Arleen Vargas is the Director of National Organizing Training for Innovate Public Schools. Before joining the Innovate team, she brought over a decade of experience building power with directly impacted communities to OneAmerica as their Organizing Director.

As a child of Dominican immigrants, she holds that we cannot continue fighting for a just country without immigrants on the front line, which informed the organizing strategy that she developed at OneAmerica and the David Ayala Organizing Fellowship.

Arleen has a deep background in education, including being an education organizer and a classroom teacher. She started her career in organizing back in college, where she organized to save four out of five million dollars from being cut from a higher education fund in her home state of New Jersey. This experience prompted Arleen to become a Teach for America corps member in Delaware and organized students to start a statewide college access program.

Arleen moved to the west coast after winning 2.5 million dollars for the legal defense of immigrants in Washington, DC, to continue building immigrant and refugee power in all levels of government and foster the growth of real community leaders and organizers.
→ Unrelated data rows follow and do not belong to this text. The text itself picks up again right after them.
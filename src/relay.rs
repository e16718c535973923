// Relay collaborator contracts
// The relay backend owns execution, retries and settlement of protected
// transactions. This module only fixes the request/outcome shapes.
//
// Numan Thabit 2025 Nov

use crate::errors::RouterError;
use crate::flags::FeatureFlags;
use crate::state::StateReader;
use crate::transaction::{SmartTransaction, SmartTransactionStatus, TransactionMeta};
use async_trait::async_trait;
use std::sync::Arc;

/// Request handed to the relay when a transaction is routed there.
#[derive(Debug, Clone, PartialEq)]
pub struct RelayRequest {
    pub transaction_meta: TransactionMeta,
    pub should_use_smart_transaction: bool,
    pub feature_flags: Option<FeatureFlags>,
}

#[derive(Debug, Clone, Default, PartialEq, Eq)]
pub struct RelayOutcome {
    pub uuid: Option<String>,
    /// Returned immediately only when the relay is asked to return the hash asap.
    pub transaction_hash: Option<String>,
}

#[async_trait]
pub trait RelaySubmitter: Send + Sync {
    async fn submit(&self, request: RelayRequest) -> Result<RelayOutcome, RouterError>;
}

#[derive(Debug, Clone, PartialEq, Eq)]
pub struct SmartTransactionQuery {
    pub address_from: String,
    pub status: SmartTransactionStatus,
}

/// Read access to smart transactions tracked by the relay controller.
pub trait SmartTransactionsSource: Send + Sync {
    fn get_transactions(&self, query: &SmartTransactionQuery) -> Vec<SmartTransaction>;
}

impl SmartTransactionQuery {
    pub fn matches(&self, stx: &SmartTransaction) -> bool {
        stx.status == self.status
            && stx
                .address_from()
                .is_some_and(|from| from.eq_ignore_ascii_case(&self.address_from))
    }
}

/// Serves queries from the smart transaction buckets of the state snapshot,
/// current chain only.
#[derive(Clone)]
pub struct SnapshotSmartTransactions {
    state: Arc<dyn StateReader>,
}

impl SnapshotSmartTransactions {
    pub fn new(state: Arc<dyn StateReader>) -> Self {
        Self { state }
    }
}

impl SmartTransactionsSource for SnapshotSmartTransactions {
    fn get_transactions(&self, query: &SmartTransactionQuery) -> Vec<SmartTransaction> {
        let state = self.state.snapshot();
        state
            .smart_transactions
            .get(state.chain_id())
            .map(|bucket| bucket.iter().filter(|stx| query.matches(stx)).cloned().collect())
            .unwrap_or_default()
    }
}
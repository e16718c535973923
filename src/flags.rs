// Feature flag view
// Projects the raw swaps / remote-config document into typed smart
// transaction flags for one chain. Absent or malformed input yields None.
//
// Numan Thabit 2025 Nov

use crate::transaction::{lenient, ChainId};
use serde::{Deserialize, Serialize};
use serde_json::Value;

/// Smart transaction flags resolved for a single chain.
#[derive(Debug, Clone, Default, PartialEq, Serialize)]
#[serde(rename_all = "camelCase")]
pub struct FeatureFlags {
    pub extension_active: bool,
    pub mobile_active: bool,
    #[serde(rename = "mobileActiveIOS")]
    pub mobile_active_ios: bool,
    pub mobile_active_android: bool,
    /// Seconds the relay expects to need before inclusion.
    pub expected_deadline: Option<f64>,
    /// Hard deadline in seconds after which the relay gives up.
    pub max_deadline: Option<f64>,
    pub mobile_return_tx_hash_asap: bool,
}

/// Kill switches stored under `featureFlags.smart_transactions`.
#[derive(Debug, Clone, Copy, Default, PartialEq, Eq, Deserialize)]
pub struct GlobalFeatureFlags {
    #[serde(default)]
    pub mobile_active: bool,
    #[serde(default)]
    pub extension_active: bool,
}

#[derive(Debug, Default, Deserialize)]
#[serde(rename_all = "camelCase", default)]
struct PlatformSwitches {
    extension_active: bool,
    mobile_active: bool,
    #[serde(rename = "mobileActiveIOS")]
    mobile_active_ios: bool,
    mobile_active_android: bool,
}

#[derive(Debug, Default, Deserialize)]
#[serde(rename_all = "camelCase", default)]
struct ChainRecord {
    #[serde(deserialize_with = "lenient")]
    expected_deadline: Option<f64>,
    #[serde(deserialize_with = "lenient")]
    max_deadline: Option<f64>,
    mobile_return_tx_hash_asap: bool,
}

fn decode<T: for<'de> Deserialize<'de>>(value: Option<&Value>) -> Option<T> {
    let value = value.filter(|v| v.is_object())?;
    T::deserialize(value).ok()
}

/// Resolve the flags for `chain_id`.
///
/// The per-chain record lives at `raw[chain_id].featureFlags.smartTransactions`
/// and the platform switches at `raw.featureFlags.smartTransactions`. Returns
/// `None` when the per-chain record is missing or not decodable.
pub fn project(raw: &Value, chain_id: &ChainId) -> Option<FeatureFlags> {
    let chain: ChainRecord = decode(
        raw.get(chain_id.as_str())
            .and_then(|c| c.get("featureFlags"))
            .and_then(|f| f.get("smartTransactions")),
    )?;
    let switches: PlatformSwitches = decode(
        raw.get("featureFlags")
            .and_then(|f| f.get("smartTransactions")),
    )
    .unwrap_or_default();

    Some(FeatureFlags {
        extension_active: switches.extension_active,
        mobile_active: switches.mobile_active,
        mobile_active_ios: switches.mobile_active_ios,
        mobile_active_android: switches.mobile_active_android,
        expected_deadline: chain.expected_deadline,
        max_deadline: chain.max_deadline,
        mobile_return_tx_hash_asap: chain.mobile_return_tx_hash_asap,
    })
}

/// Resolve the global kill switches, `None` when the record is absent.
pub fn global(raw: &Value) -> Option<GlobalFeatureFlags> {
    decode(
        raw.get("featureFlags")
            .and_then(|f| f.get("smart_transactions")),
    )
}
// Transport module - outbound clients
//
// Numan Thabit 2025 Nov

pub mod relay_http;

pub use relay_http::HttpRelayClient;
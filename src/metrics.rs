// Metrics and observability module
// This file handles collection of routing decisions, relay submissions
// and lifecycle event counts
//
// Numan Thabit 2025 Nov

use once_cell::sync::Lazy;
use prometheus::{register_counter_vec, register_histogram_vec, CounterVec, HistogramVec};

pub static ROUTING_DECISIONS: Lazy<CounterVec> = Lazy::new(|| {
    register_counter_vec!(
        "stx_routing_decisions_total",
        "publish decisions by submission path",
        &["path"]
    )
    .unwrap()
});

pub static RELAY_SUBMISSIONS: Lazy<CounterVec> = Lazy::new(|| {
    register_counter_vec!(
        "stx_relay_submissions_total",
        "relay submissions by outcome",
        &["outcome"]
    )
    .unwrap()
});

pub static RELAY_LATENCY: Lazy<HistogramVec> = Lazy::new(|| {
    register_histogram_vec!(
        "stx_relay_latency_seconds",
        "latency for relay API calls",
        &["method"]
    )
    .unwrap()
});

pub static LIFECYCLE_EVENTS: Lazy<CounterVec> = Lazy::new(|| {
    register_counter_vec!(
        "stx_lifecycle_events_total",
        "transaction lifecycle events dispatched to handlers",
        &["event"]
    )
    .unwrap()
});
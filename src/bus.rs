// Message bus boundary
//
// The transaction engine publishes lifecycle notifications by name with a
// JSON payload. `LocalBus` is the in-process implementation.
//
// Numan Thabit 2025 Nov

use crate::errors::RouterError;
use serde_json::Value;
use std::collections::HashMap;
use std::sync::{Arc, Mutex};
use tracing::trace;

pub type EventCallback = Arc<dyn Fn(Value) -> Result<(), RouterError> + Send + Sync>;

#[derive(Debug, Clone, Copy, PartialEq, Eq, Hash)]
pub struct SubscriptionId(u64);

pub trait MessageBus: Send + Sync {
    fn subscribe(&self, event: &str, callback: EventCallback) -> SubscriptionId;

    /// Returns false if the subscription was already gone.
    fn unsubscribe(&self, id: SubscriptionId) -> bool;

    fn subscriber_count(&self, event: &str) -> usize;
}

#[derive(Default)]
struct BusInner {
    next_id: u64,
    subscribers: HashMap<String, Vec<(SubscriptionId, EventCallback)>>,
}

#[derive(Clone, Default)]
pub struct LocalBus {
    inner: Arc<Mutex<BusInner>>,
}

impl LocalBus {
    pub fn new() -> Self {
        Self::default()
    }

    /// Deliver `payload` to every subscriber of `event` in registration order.
    /// Stops at and returns the first callback error.
    pub fn publish(&self, event: &str, payload: Value) -> Result<usize, RouterError> {
        let callbacks: Vec<EventCallback> = {
            let inner = self.inner.lock().unwrap_or_else(|e| e.into_inner());
            inner
                .subscribers
                .get(event)
                .map(|subs| subs.iter().map(|(_, cb)| cb.clone()).collect())
                .unwrap_or_default()
        };
        trace!(event = event, subscribers = callbacks.len(), "publishing bus event");
        for callback in &callbacks {
            callback(payload.clone())?;
        }
        Ok(callbacks.len())
    }

    pub fn total_subscriptions(&self) -> usize {
        let inner = self.inner.lock().unwrap_or_else(|e| e.into_inner());
        inner.subscribers.values().map(Vec::len).sum()
    }
}

impl MessageBus for LocalBus {
    fn subscribe(&self, event: &str, callback: EventCallback) -> SubscriptionId {
        let mut inner = self.inner.lock().unwrap_or_else(|e| e.into_inner());
        inner.next_id += 1;
        let id = SubscriptionId(inner.next_id);
        inner
            .subscribers
            .entry(event.to_string())
            .or_default()
            .push((id, callback));
        id
    }

    fn unsubscribe(&self, id: SubscriptionId) -> bool {
        let mut inner = self.inner.lock().unwrap_or_else(|e| e.into_inner());
        for subs in inner.subscribers.values_mut() {
            if let Some(pos) = subs.iter().position(|(sub, _)| *sub == id) {
                subs.remove(pos);
                return true;
            }
        }
        false
    }

    fn subscriber_count(&self, event: &str) -> usize {
        let inner = self.inner.lock().unwrap_or_else(|e| e.into_inner());
        inner.subscribers.get(event).map_or(0, Vec::len)
    }
}

#[cfg(test)]
mod tests {
    use super::*;
    use serde_json::json;
    use std::sync::atomic::{AtomicUsize, Ordering};

    #[test]
    fn publish_reaches_only_matching_subscribers() {
        let bus = LocalBus::new();
        let hits = Arc::new(AtomicUsize::new(0));
        let counter = hits.clone();
        bus.subscribe(
            "a",
            Arc::new(move |_: Value| {
                counter.fetch_add(1, Ordering::SeqCst);
                Ok(())
            }),
        );

        assert_eq!(bus.publish("a", json!({})).unwrap(), 1);
        assert_eq!(bus.publish("b", json!({})).unwrap(), 0);
        assert_eq!(hits.load(Ordering::SeqCst), 1);
    }

    #[test]
    fn unsubscribe_removes_callback_once() {
        let bus = LocalBus::new();
        let id = bus.subscribe("a", Arc::new(|_: Value| Ok(())));
        assert_eq!(bus.subscriber_count("a"), 1);
        assert!(bus.unsubscribe(id));
        assert!(!bus.unsubscribe(id));
        assert_eq!(bus.total_subscriptions(), 0);
    }

    #[test]
    fn callback_error_is_returned_to_publisher() {
        let bus = LocalBus::new();
        bus.subscribe("a", Arc::new(|_: Value| Err(RouterError::Handler("boom".into()))));
        assert_eq!(
            bus.publish("a", json!(null)),
            Err(RouterError::Handler("boom".into()))
        );
    }
}
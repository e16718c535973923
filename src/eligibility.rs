// Smart transaction eligibility
//
// Reduces feature flags, platform switches, relay liveness, account type and
// network identity into the `enabled` verdict, then layers the user opt-in on
// top to get `should_use`. Everything is a pure function of the snapshot.
//
// Numan Thabit 2025 Nov

use crate::config::{MobileOs, Platform, RoutingSettings};
use crate::flags::{self, FeatureFlags, GlobalFeatureFlags};
use crate::state::StateSnapshot;
use crate::transaction::SmartTransaction;
use std::fmt;
use tracing::debug;
use url::Url;

/// First check that disabled smart transactions for a snapshot.
#[derive(Debug, Clone, Copy, PartialEq, Eq)]
pub enum DisabledReason {
    MissingChainFlags,
    ChainNotAllowed,
    PlatformInactive,
    RelayNotLive,
    HardwareAccount,
    CustomRpc,
}

impl fmt::Display for DisabledReason {
    fn fmt(&self, f: &mut fmt::Formatter<'_>) -> fmt::Result {
        let s = match self {
            DisabledReason::MissingChainFlags => "missing_chain_flags",
            DisabledReason::ChainNotAllowed => "chain_not_allowed",
            DisabledReason::PlatformInactive => "platform_inactive",
            DisabledReason::RelayNotLive => "relay_not_live",
            DisabledReason::HardwareAccount => "hardware_account",
            DisabledReason::CustomRpc => "custom_rpc",
        };
        f.write_str(s)
    }
}

fn platform_active(
    platform: Platform,
    global: Option<GlobalFeatureFlags>,
    flags: &FeatureFlags,
) -> bool {
    let Some(global) = global else {
        return false;
    };
    match platform {
        Platform::Extension => global.extension_active && flags.extension_active,
        Platform::Mobile(os) => {
            let os_rollout = match os {
                MobileOs::Ios => flags.mobile_active_ios,
                MobileOs::Android => flags.mobile_active_android,
            };
            global.mobile_active && (flags.mobile_active || os_rollout)
        }
    }
}

fn same_endpoint(a: &Url, b: &Url) -> bool {
    a.as_str().trim_end_matches('/') == b.as_str().trim_end_matches('/')
}

/// Run every eligibility check against `state`, reporting the first failure.
pub fn evaluate(state: &StateSnapshot, settings: &RoutingSettings) -> Result<(), DisabledReason> {
    let chain_id = state.chain_id();

    let flags = flags::project(&state.swaps, chain_id).ok_or(DisabledReason::MissingChainFlags)?;
    if !settings.is_allowed_chain(chain_id) {
        return Err(DisabledReason::ChainNotAllowed);
    }
    if !platform_active(settings.platform, flags::global(&state.swaps), &flags) {
        return Err(DisabledReason::PlatformInactive);
    }
    if !state.liveness {
        return Err(DisabledReason::RelayNotLive);
    }
    if state
        .account
        .as_ref()
        .is_some_and(|account| account.is_hardware_account())
    {
        return Err(DisabledReason::HardwareAccount);
    }
    if let Some(rpc_url) = &state.network.rpc_url {
        let canonical = settings.canonical_rpc(chain_id);
        if !canonical.is_some_and(|canonical| same_endpoint(canonical, rpc_url)) {
            return Err(DisabledReason::CustomRpc);
        }
    }
    Ok(())
}

/// Whether the relay path is available for the current chain, ignoring opt-in.
pub fn is_enabled(state: &StateSnapshot, settings: &RoutingSettings) -> bool {
    match evaluate(state, settings) {
        Ok(()) => true,
        Err(reason) => {
            debug!(chain_id = %state.chain_id(), reason = %reason, "smart transactions disabled");
            false
        }
    }
}

/// `is_enabled` and the user has opted in.
pub fn should_use(state: &StateSnapshot, settings: &RoutingSettings) -> bool {
    state.opt_in && is_enabled(state, settings)
}

/// Stored smart transactions for the current chain, in stored order.
pub fn transactions_for_current_chain(state: &StateSnapshot) -> Vec<SmartTransaction> {
    state
        .smart_transactions
        .get(state.chain_id())
        .cloned()
        .unwrap_or_default()
}
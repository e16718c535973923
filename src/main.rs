use anyhow::{anyhow, Context, Result};
use std::path::Path;
use stx_router::config::{AppConfig, RoutingSettings};
use stx_router::eligibility;
use stx_router::state::StateSnapshot;
use tracing::{info, warn};
use tracing_subscriber::EnvFilter;

#[tokio::main]
async fn main() -> Result<()> {
    init_tracing().context("initialize tracing subscriber")?;

    if let Err(err) = run().await {
        tracing::error!(error = ?err, "fatal stx-router error");
        std::process::exit(1);
    }
    Ok(())
}

async fn run() -> Result<()> {
    let config = AppConfig::load().context("load configuration from environment")?;
    let settings = config
        .routing_settings()
        .context("resolve routing settings")?;

    let snapshot = match &config.snapshot_path {
        Some(path) => read_snapshot(path)?,
        None => {
            warn!("STX__SNAPSHOT_PATH not provided; inspecting default state");
            StateSnapshot::default()
        }
    };

    report(&snapshot, &settings);

    match &config.relay_endpoint {
        Some(endpoint) => info!(relay = %endpoint, "relay endpoint configured"),
        None => warn!("relay endpoint not provided"),
    }
    Ok(())
}

fn read_snapshot(path: &Path) -> Result<StateSnapshot> {
    let raw = std::fs::read_to_string(path)
        .with_context(|| format!("read state snapshot {}", path.display()))?;
    serde_json::from_str(&raw).with_context(|| format!("parse state snapshot {}", path.display()))
}

fn report(snapshot: &StateSnapshot, settings: &RoutingSettings) {
    let chain_id = snapshot.chain_id();
    match eligibility::evaluate(snapshot, settings) {
        Ok(()) => info!(chain_id = %chain_id, "smart transactions enabled"),
        Err(reason) => info!(chain_id = %chain_id, reason = %reason, "smart transactions disabled"),
    }
    info!(
        chain_id = %chain_id,
        opted_in = snapshot.opt_in,
        should_use = eligibility::should_use(snapshot, settings),
        "routing decision"
    );

    for stx in eligibility::transactions_for_current_chain(snapshot) {
        info!(id = %stx.id, status = ?stx.status, uuid = ?stx.uuid, "stored smart transaction");
    }
}

fn init_tracing() -> Result<()> {
    let env_filter =
        std::env::var("RUST_LOG").unwrap_or_else(|_| "info,hyper=warn,reqwest=warn".to_string());
    tracing_subscriber::fmt()
        .with_env_filter(EnvFilter::new(env_filter))
        .with_target(false)
        .try_init()
        .map_err(|err| anyhow!("tracing subscriber init: {err}"))
}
She is also passionate about centering the voices of women of color – her leadership as a part of Community Change’s Power 50, Women of Color in Leadership Cohort.

Arleen lives in Seattle, Washington, and loves spending her weekends exploring the city, especially the views, and finding a local poetry slam to perform in.

…sparked my passion for educational equity and social justice.

My immigrant parents who named education as the number one value in my household …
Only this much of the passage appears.